**YOUR TASK**:
Retype the whole listing, character for character.
BEGIN
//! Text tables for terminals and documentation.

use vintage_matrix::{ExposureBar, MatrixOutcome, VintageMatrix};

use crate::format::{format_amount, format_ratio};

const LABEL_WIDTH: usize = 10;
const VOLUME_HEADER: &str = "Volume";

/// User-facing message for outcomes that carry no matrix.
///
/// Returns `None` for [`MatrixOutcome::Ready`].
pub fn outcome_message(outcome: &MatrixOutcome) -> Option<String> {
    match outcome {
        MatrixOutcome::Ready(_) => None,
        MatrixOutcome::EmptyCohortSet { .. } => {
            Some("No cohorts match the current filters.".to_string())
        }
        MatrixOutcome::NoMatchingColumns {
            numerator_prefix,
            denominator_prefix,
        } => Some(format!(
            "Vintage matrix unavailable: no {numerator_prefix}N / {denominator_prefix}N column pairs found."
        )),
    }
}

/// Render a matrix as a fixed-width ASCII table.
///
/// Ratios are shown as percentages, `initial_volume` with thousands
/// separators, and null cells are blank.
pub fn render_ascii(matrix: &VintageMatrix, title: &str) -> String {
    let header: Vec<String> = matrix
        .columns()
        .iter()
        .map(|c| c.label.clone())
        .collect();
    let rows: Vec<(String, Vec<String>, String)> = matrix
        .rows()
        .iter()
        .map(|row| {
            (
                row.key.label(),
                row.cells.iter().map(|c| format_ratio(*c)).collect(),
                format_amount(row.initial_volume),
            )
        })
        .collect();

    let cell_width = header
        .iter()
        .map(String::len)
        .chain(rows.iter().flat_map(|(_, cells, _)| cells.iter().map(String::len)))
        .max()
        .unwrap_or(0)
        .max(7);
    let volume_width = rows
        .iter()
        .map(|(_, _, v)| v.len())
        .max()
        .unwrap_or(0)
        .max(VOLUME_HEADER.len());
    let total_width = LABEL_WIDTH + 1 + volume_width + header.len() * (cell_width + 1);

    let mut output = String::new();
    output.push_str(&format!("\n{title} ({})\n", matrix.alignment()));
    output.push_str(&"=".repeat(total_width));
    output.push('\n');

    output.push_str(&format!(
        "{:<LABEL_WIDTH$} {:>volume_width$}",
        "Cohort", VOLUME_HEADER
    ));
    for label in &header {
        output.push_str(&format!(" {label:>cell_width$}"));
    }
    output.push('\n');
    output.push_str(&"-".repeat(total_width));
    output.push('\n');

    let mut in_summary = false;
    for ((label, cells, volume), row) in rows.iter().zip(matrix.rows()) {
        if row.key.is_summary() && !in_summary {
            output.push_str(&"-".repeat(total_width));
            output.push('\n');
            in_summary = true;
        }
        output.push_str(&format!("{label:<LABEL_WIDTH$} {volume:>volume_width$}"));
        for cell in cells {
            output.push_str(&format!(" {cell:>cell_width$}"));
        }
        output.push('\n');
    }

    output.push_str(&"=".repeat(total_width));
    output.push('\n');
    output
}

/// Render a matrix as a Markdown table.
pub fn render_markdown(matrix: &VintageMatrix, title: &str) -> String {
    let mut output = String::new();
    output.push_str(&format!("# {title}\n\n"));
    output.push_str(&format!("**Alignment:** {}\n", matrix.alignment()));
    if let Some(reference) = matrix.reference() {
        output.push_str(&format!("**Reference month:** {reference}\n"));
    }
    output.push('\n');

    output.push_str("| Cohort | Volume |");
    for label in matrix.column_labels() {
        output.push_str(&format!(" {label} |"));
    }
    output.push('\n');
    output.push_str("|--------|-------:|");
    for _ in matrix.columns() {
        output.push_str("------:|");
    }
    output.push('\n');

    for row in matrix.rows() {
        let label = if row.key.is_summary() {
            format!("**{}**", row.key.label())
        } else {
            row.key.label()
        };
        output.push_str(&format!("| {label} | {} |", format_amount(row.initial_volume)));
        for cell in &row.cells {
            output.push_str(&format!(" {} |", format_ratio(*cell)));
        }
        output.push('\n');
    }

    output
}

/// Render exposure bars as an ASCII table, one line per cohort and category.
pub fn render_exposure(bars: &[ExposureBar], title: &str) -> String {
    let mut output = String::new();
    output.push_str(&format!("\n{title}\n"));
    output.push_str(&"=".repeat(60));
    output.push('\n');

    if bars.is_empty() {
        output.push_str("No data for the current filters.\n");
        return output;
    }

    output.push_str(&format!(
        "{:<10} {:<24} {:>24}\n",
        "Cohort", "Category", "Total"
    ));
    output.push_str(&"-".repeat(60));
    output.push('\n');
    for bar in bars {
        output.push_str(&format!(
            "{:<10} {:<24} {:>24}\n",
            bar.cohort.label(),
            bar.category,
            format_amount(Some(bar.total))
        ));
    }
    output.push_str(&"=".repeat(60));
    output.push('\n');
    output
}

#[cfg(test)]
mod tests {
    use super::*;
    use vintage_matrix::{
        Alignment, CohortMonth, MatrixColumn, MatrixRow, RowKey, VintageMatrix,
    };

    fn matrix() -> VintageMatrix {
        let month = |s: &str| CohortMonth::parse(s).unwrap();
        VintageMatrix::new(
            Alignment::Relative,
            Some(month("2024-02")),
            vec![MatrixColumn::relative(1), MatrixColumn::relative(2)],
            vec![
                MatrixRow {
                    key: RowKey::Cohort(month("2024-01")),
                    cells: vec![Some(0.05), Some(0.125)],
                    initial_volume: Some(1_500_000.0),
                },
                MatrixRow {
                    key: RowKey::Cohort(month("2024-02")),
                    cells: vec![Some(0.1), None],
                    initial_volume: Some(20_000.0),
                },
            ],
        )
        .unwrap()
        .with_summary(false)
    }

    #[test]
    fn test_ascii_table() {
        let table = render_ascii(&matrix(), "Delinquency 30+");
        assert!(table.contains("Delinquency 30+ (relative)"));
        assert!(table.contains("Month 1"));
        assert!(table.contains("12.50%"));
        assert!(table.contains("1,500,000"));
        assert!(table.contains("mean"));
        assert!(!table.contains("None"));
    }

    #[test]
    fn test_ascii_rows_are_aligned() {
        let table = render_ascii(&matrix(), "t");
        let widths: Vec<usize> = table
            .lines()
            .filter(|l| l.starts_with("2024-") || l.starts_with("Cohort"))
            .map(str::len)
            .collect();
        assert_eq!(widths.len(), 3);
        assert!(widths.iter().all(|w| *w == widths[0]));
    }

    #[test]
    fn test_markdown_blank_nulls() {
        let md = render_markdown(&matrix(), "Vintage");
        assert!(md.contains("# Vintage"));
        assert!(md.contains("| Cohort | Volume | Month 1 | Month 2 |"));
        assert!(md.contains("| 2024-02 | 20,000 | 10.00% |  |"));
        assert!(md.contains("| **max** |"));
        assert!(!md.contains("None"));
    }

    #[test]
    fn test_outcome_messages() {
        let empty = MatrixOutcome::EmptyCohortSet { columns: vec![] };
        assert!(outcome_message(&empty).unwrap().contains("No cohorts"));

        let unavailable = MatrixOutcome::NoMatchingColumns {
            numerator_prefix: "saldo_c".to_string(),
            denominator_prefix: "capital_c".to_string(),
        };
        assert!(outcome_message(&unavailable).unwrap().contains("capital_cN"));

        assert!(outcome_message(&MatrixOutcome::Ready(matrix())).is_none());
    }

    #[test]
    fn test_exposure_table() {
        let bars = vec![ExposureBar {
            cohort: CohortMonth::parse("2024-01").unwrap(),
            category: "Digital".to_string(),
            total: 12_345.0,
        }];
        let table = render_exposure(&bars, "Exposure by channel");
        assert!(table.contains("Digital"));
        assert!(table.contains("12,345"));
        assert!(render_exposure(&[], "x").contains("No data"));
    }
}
END
**EXPECTED ANSWER**:
//! Text tables for terminals and documentation.

use vintage_matrix::{ExposureBar, MatrixOutcome, VintageMatrix};

use crate::format::{format_amount, format_ratio};

const LABEL_WIDTH: usize = 10;
const VOLUME_HEADER: &str = "Volume";

/// User-facing message for outcomes that carry no matrix.
///
/// Returns `None` for [`MatrixOutcome::Ready`].
pub fn outcome_message(outcome: &MatrixOutcome) -> Option<String> {
    match outcome {
        MatrixOutcome::Ready(_) => None,
        MatrixOutcome::EmptyCohortSet { .. } => {
            Some("No cohorts match the current filters.".to_string())
        }
        MatrixOutcome::NoMatchingColumns {
            numerator_prefix,
            denominator_prefix,
        } => Some(format!(
            "Vintage matrix unavailable: no {numerator_prefix}N / {denominator_prefix}N column pairs found."
        )),
    }
}

/// Render a matrix as a fixed-width ASCII table.
///
/// Ratios are shown as percentages, `initial_volume` with thousands
/// separators, and null cells are blank.
pub fn render_ascii(matrix: &VintageMatrix, title: &str) -> String {
    let header: Vec<String> = matrix
        .columns()
        .iter()
        .map(|c| c.label.clone())
        .collect();
    let rows: Vec<(String, Vec<String>, String)> = matrix
        .rows()
        .iter()
        .map(|row| {
            (
                row.key.label(),
                row.cells.iter().map(|c| format_ratio(*c)).collect(),
                format_amount(row.initial_volume),
            )
        })
        .collect();

    let cell_width = header
        .iter()
        .map(String::len)
        .chain(rows.iter().flat_map(|(_, cells, _)| cells.iter().map(String::len)))
        .max()
        .unwrap_or(0)
        .max(7);
    let volume_width = rows
        .iter()
        .map(|(_, _, v)| v.len())
        .max()
        .unwrap_or(0)
        .max(VOLUME_HEADER.len());
    let total_width = LABEL_WIDTH + 1 + volume_width + header.len() * (cell_width + 1);

    let mut output = String::new();
    output.push_str(&format!("\n{title} ({})\n", matrix.alignment()));
    output.push_str(&"=".repeat(total_width));
    output.push('\n');

    output.push_str(&format!(
        "{:<LABEL_WIDTH$} {:>volume_width$}",
        "Cohort", VOLUME_HEADER
    ));
    for label in &header {
        output.push_str(&format!(" {label:>cell_width$}"));
    }
    output.push('\n');
    output.push_str(&"-".repeat(total_width));
    output.push('\n');

    let mut in_summary = false;
    for ((label, cells, volume), row) in rows.iter().zip(matrix.rows()) {
        if row.key.is_summary() && !in_summary {
            output.push_str(&"-".repeat(total_width));
            output.push('\n');
            in_summary = true;
        }
        output.push_str(&format!("{label:<LABEL_WIDTH$} {volume:>volume_width$}"));
        for cell in cells {
            output.push_str(&format!(" {cell:>cell_width$}"));
        }
        output.push('\n');
    }

    output.push_str(&"=".repeat(total_width));
    output.push('\n');
    output
}

/// Render a matrix as a Markdown table.
pub fn render_markdown(matrix: &VintageMatrix, title: &str) -> String {
    let mut output = String::new();
    output.push_str(&format!("# {title}\n\n"));
    output.push_str(&format!("**Alignment:** {}\n", matrix.alignment()));
    if let Some(reference) = matrix.reference() {
        output.push_str(&format!("**Reference month:** {reference}\n"));
    }
    output.push('\n');

    output.push_str("| Cohort | Volume |");
    for label in matrix.column_labels() {
        output.push_str(&format!(" {label} |"));
    }
    output.push('\n');
    output.push_str("|--------|-------:|");
    for _ in matrix.columns() {
        output.push_str("------:|");
    }
    output.push('\n');

    for row in matrix.rows() {
        let label = if row.key.is_summary() {
            format!("**{}**", row.key.label())
        } else {
            row.key.label()
        };
        output.push_str(&format!("| {label} | {} |", format_amount(row.initial_volume)));
        for cell in &row.cells {
            output.push_str(&format!(" {} |", format_ratio(*cell)));
        }
        output.push('\n');
    }

    output
}

/// Render exposure bars as an ASCII table, one line per cohort and category.
pub fn render_exposure(bars: &[ExposureBar], title: &str) -> String {
    let mut output = String::new();
    output.push_str(&format!("\n{title}\n"));
    output.push_str(&"=".repeat(60));
    output.push('\n');

    if bars.is_empty() {
        output.push_str("No data for the current filters.\n");
        return output;
    }

    output.push_str(&format!(
        "{:<10} {:<24} {:>24}\n",
        "Cohort", "Category", "Total"
    ));
    output.push_str(&"-".repeat(60));
    output.push('\n');
    for bar in bars {
        output.push_str(&format!(
            "{:<10} {:<24} {:>24}\n",
            bar.cohort.label(),
            bar.category,
            format_amount(Some(bar.total))
        ));
    }
    output.push_str(&"=".repeat(60));
    output.push('\n');
    output
}

#[cfg(test)]
mod tests {
    use super::*;
    use vintage_matrix::{
        Alignment, CohortMonth, MatrixColumn, MatrixRow, RowKey, VintageMatrix,
    };

    fn matrix() -> VintageMatrix {
        let month = |s: &str| CohortMonth::parse(s).unwrap();
        VintageMatrix::new(
            Alignment::Relative,
            Some(month("2024-02")),
            vec![MatrixColumn::relative(1), MatrixColumn::relative(2)],
            vec![
                MatrixRow {
                    key: RowKey::Cohort(month("2024-01")),
                    cells: vec![Some(0.05), Some(0.125)],
                    initial_volume: Some(1_500_000.0),
                },
                MatrixRow {
                    key: RowKey::Cohort(month("2024-02")),
                    cells: vec![Some(0.1), None],
                    initial_volume: Some(20_000.0),
                },
            ],
        )
        .unwrap()
        .with_summary(false)
    }

    #[test]
    fn test_ascii_table() {
        let table = render_ascii(&matrix(), "Delinquency 30+");
        assert!(table.contains("Delinquency 30+ (relative)"));
        assert!(table.contains("Month 1"));
        assert!(table.contains("12.50%"));
        assert!(table.contains("1,500,000"));
        assert!(table.contains("mean"));
        assert!(!table.contains("None"));
    }

    #[test]
    fn test_ascii_rows_are_aligned() {
        let table = render_ascii(&matrix(), "t");
        let widths: Vec<usize> = table
            .lines()
            .filter(|l| l.starts_with("2024-") || l.starts_with("Cohort"))
            .map(str::len)
            .collect();
        assert_eq!(widths.len(), 3);
        assert!(widths.iter().all(|w| *w == widths[0]));
    }

    #[test]
    fn test_markdown_blank_nulls() {
        let md = render_markdown(&matrix(), "Vintage");
        assert!(md.contains("# Vintage"));
        assert!(md.contains("| Cohort | Volume | Month 1 | Month 2 |"));
        assert!(md.contains("| 2024-02 | 20,000 | 10.00% |  |"));
        assert!(md.contains("| **max** |"));
        assert!(!md.contains("None"));
    }

    #[test]
    fn test_outcome_messages() {
        let empty = MatrixOutcome::EmptyCohortSet { columns: vec![] };
        assert!(outcome_message(&empty).unwrap().contains("No cohorts"));

        let unavailable = MatrixOutcome::NoMatchingColumns {
            numerator_prefix: "saldo_c".to_string(),
            denominator_prefix: "capital_c".to_string(),
        };
        assert!(outcome_message(&unavailable).unwrap().contains("capital_cN"));

        assert!(outcome_message(&MatrixOutcome::Ready(matrix())).is_none());
    }

    #[test]
    fn test_exposure_table() {
        let bars = vec![ExposureBar {
            cohort: CohortMonth::parse("2024-01").unwrap(),
            category: "Digital".to_string(),
            total: 12_345.0,
        }];
        let table = render_exposure(&bars, "Exposure by channel");
        assert!(table.contains("Digital"));
        assert!(table.contains("12,345"));
        assert!(render_exposure(&[], "x").contains("No data"));
    }
}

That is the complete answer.